_INPUT MATERIAL_

§ §

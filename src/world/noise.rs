//! Coherent gradient noise for elevation
//!
//! Improved Perlin noise evaluated in 3D, where the third axis carries the
//! world seed offset. Layering octaves gives fractal detail; the result is
//! normalized into [0, 1].

use rand::{Rng, SeedableRng};
use rand_chacha::ChaCha8Rng;

use crate::core::error::{Result, SimError};

/// Deterministic multi-octave noise generator
#[derive(Clone)]
pub struct NoiseField {
    perm: [u8; 512],
}

impl NoiseField {
    /// Build the permutation table from a fixed seed
    pub fn new(permutation_seed: u64) -> Self {
        let mut rng = ChaCha8Rng::seed_from_u64(permutation_seed);
        let mut p: Vec<u8> = (0..=255).collect();

        // Fisher-Yates shuffle
        for i in (1..256).rev() {
            let j = rng.gen_range(0..=i);
            p.swap(i, j);
        }

        let mut perm = [0u8; 512];
        for (i, slot) in perm.iter_mut().enumerate() {
            *slot = p[i & 255];
        }

        Self { perm }
    }

    /// Sample layered noise at (x, y) with the given seed offset
    ///
    /// Each octave doubles the frequency and multiplies the amplitude by
    /// `persistence`. Returns a value in [0, 1].
    pub fn sample(&self, x: f64, y: f64, seed: f64, octaves: u32, persistence: f64) -> Result<f64> {
        if octaves == 0 {
            return Err(SimError::InvalidArgument(
                "noise octave count must be at least 1".into(),
            ));
        }
        if !(persistence.is_finite() && persistence > 0.0) {
            return Err(SimError::InvalidArgument(format!(
                "noise persistence must be positive, got {persistence}"
            )));
        }

        let mut total = 0.0;
        let mut frequency = 1.0;
        let mut amplitude = 1.0;
        let mut max_value = 0.0;

        for _ in 0..octaves {
            total += self.perlin(x * frequency, y * frequency, seed * frequency) * amplitude;
            max_value += amplitude;
            amplitude *= persistence;
            frequency *= 2.0;
        }

        let normalized = (total / max_value + 1.0) / 2.0;
        Ok(normalized.clamp(0.0, 1.0))
    }

    /// Single octave of improved Perlin noise, roughly in [-1, 1]
    fn perlin(&self, x: f64, y: f64, z: f64) -> f64 {
        let xi = (x.floor() as i64 & 255) as usize;
        let yi = (y.floor() as i64 & 255) as usize;
        let zi = (z.floor() as i64 & 255) as usize;

        let xf = x - x.floor();
        let yf = y - y.floor();
        let zf = z - z.floor();

        let u = fade(xf);
        let v = fade(yf);
        let w = fade(zf);

        let p = &self.perm;
        let a = p[xi] as usize + yi;
        let aa = p[a] as usize + zi;
        let ab = p[a + 1] as usize + zi;
        let b = p[xi + 1] as usize + yi;
        let ba = p[b] as usize + zi;
        let bb = p[b + 1] as usize + zi;

        let x1 = lerp(u, grad(p[aa], xf, yf, zf), grad(p[ba], xf - 1.0, yf, zf));
        let x2 = lerp(u, grad(p[ab], xf, yf - 1.0, zf), grad(p[bb], xf - 1.0, yf - 1.0, zf));
        let y1 = lerp(v, x1, x2);

        let x1 = lerp(
            u,
            grad(p[aa + 1], xf, yf, zf - 1.0),
            grad(p[ba + 1], xf - 1.0, yf, zf - 1.0),
        );
        let x2 = lerp(
            u,
            grad(p[ab + 1], xf, yf - 1.0, zf - 1.0),
            grad(p[bb + 1], xf - 1.0, yf - 1.0, zf - 1.0),
        );
        let y2 = lerp(v, x1, x2);

        lerp(w, y1, y2)
    }
}

#[inline]
fn fade(t: f64) -> f64 {
    t * t * t * (t * (t * 6.0 - 15.0) + 10.0)
}

#[inline]
fn lerp(t: f64, a: f64, b: f64) -> f64 {
    a + t * (b - a)
}

/// Dot product with one of the 12 cube-edge gradients
#[inline]
fn grad(hash: u8, x: f64, y: f64, z: f64) -> f64 {
    match hash & 0xF {
        0x0 => x + y,
        0x1 => -x + y,
        0x2 => x - y,
        0x3 => -x - y,
        0x4 => x + z,
        0x5 => -x + z,
        0x6 => x - z,
        0x7 => -x - z,
        0x8 => y + z,
        0x9 => -y + z,
        0xA => y - z,
        0xB => -y - z,
        0xC => y + x,
        0xD => -y + z,
        0xE => y - x,
        _ => -y - z,
    }
}
//! # Stockroom
//!
//! A small inventory registry service with photo attachments.
//!
//! Stockroom keeps an ordered collection of inventory items in memory,
//! mirrors it to a single JSON snapshot file after every mutation, and
//! exposes the collection over a REST surface. Each item may own at most
//! one uploaded photo, stored next to the snapshot inside the cache
//! directory and deleted when superseded or when the item is removed.
//!
//! ## Features
//!
//! - Single-binary distribution, no external database
//! - Full-snapshot persistence with atomic replace (temp file + rename)
//! - Monotonic identifier assignment, restored from the snapshot on load
//! - Photo lifecycle bound to item lifecycle (replace and delete release
//!   the superseded file)
//! - Legacy bare-array snapshots load transparently
//!
//! ## Example
//!
//! ```rust,ignore
//! use stockroom::{InventoryStore, ItemDraft};
//!
//! let store = InventoryStore::open(cache_dir)?;
//! let item = store.create(ItemDraft {
//!     name: "Drill".to_string(),
//!     ..Default::default()
//! })?;
//! ```

#![deny(clippy::all)]
#![warn(clippy::pedantic)]
#![warn(clippy::nursery)]
#![warn(missing_docs)]
#![forbid(unsafe_code)]
// multiple_crate_versions is inherently crate-level (detects duplicate transitive dependencies).
#![allow(clippy::multiple_crate_versions)]

use thiserror::Error as ThisError;

// Module declarations
pub mod config;
pub mod models;
pub mod photo;
pub mod server;
pub mod store;

// Re-exports for convenience
pub use config::ServerConfig;
pub use models::{Item, ItemDraft, ItemPatch, Snapshot};
pub use photo::PhotoStore;
pub use server::build_router;
pub use store::InventoryStore;

/// Error type for stockroom operations.
///
/// Uses `thiserror` for automatic `Display` and `Error` trait implementations.
///
/// # Error Variant Triggers
///
/// | Variant | Raised When |
/// |---------|-------------|
/// | `InvalidInput` | Missing required fields, empty item names, malformed photo references |
/// | `NotFound` | Unknown item identifier, item without a photo, photo file gone from disk |
/// | `OperationFailed` | Snapshot write/rename fails, photo file I/O fails, listener cannot bind |
#[derive(Debug, ThisError)]
pub enum Error {
    /// Invalid input was provided.
    ///
    /// Raised when:
    /// - The item name is missing or empty at creation
    /// - An update explicitly sets the name to an empty string
    /// - A photo upload carries no file
    /// - A photo reference contains path separators or `..`
    #[error("invalid input: {0}")]
    InvalidInput(String),

    /// The requested entity does not exist.
    ///
    /// Raised when:
    /// - No item matches the requested identifier
    /// - An item owns no photo, or the owned file is missing from disk
    #[error("not found: {0}")]
    NotFound(String),

    /// An operation failed.
    ///
    /// Raised when:
    /// - Snapshot serialization, write, or rename fails
    /// - Photo file I/O fails
    /// - The server cannot bind or serve
    #[error("operation '{operation}' failed: {cause}")]
    OperationFailed {
        /// The operation that failed.
        operation: String,
        /// The underlying cause.
        cause: String,
    },
}

impl Error {
    /// Wraps an I/O or serialization failure with the operation name.
    pub(crate) fn operation(operation: &str, cause: impl std::fmt::Display) -> Self {
        Self::OperationFailed {
            operation: operation.to_string(),
            cause: cause.to_string(),
        }
    }
}

/// Result type alias for stockroom operations.
pub type Result<T> = std::result::Result<T, Error>;

#[cfg(test)]
mod tests {
    use super::*;

    #[test]
    fn test_error_display() {
        let err = Error::InvalidInput("name is required".to_string());
        assert_eq!(err.to_string(), "invalid input: name is required");

        let err = Error::NotFound("item 7".to_string());
        assert_eq!(err.to_string(), "not found: item 7");

        let err = Error::OperationFailed {
            operation: "persist".to_string(),
            cause: "disk full".to_string(),
        };
        assert_eq!(err.to_string(), "operation 'persist' failed: disk full");
    }
}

§ §

_TASK TO COMPLETE_
Only one stretch of the data above is needed. Restate it word for word, from the line containing "for i in (1..256).rev()" through the line containing "u32, persistence: f64)", both ends included.

_ANSWER SPACE_
        for i in (1..256).rev() {
            let j = rng.gen_range(0..=i);
            p.swap(i, j);
        }

        let mut perm = [0u8; 512];
        for (i, slot) in perm.iter_mut().enumerate() {
            *slot = p[i & 255];
        }

        Self { perm }
    }

    /// Sample layered noise at (x, y) with the given seed offset
    ///
    /// Each octave doubles the frequency and multiplies the amplitude by
    /// `persistence`. Returns a value in [0, 1].
    pub fn sample(&self, x: f64, y: f64, seed: f64, octaves: u32, persistence: f64) -> Result<f64> {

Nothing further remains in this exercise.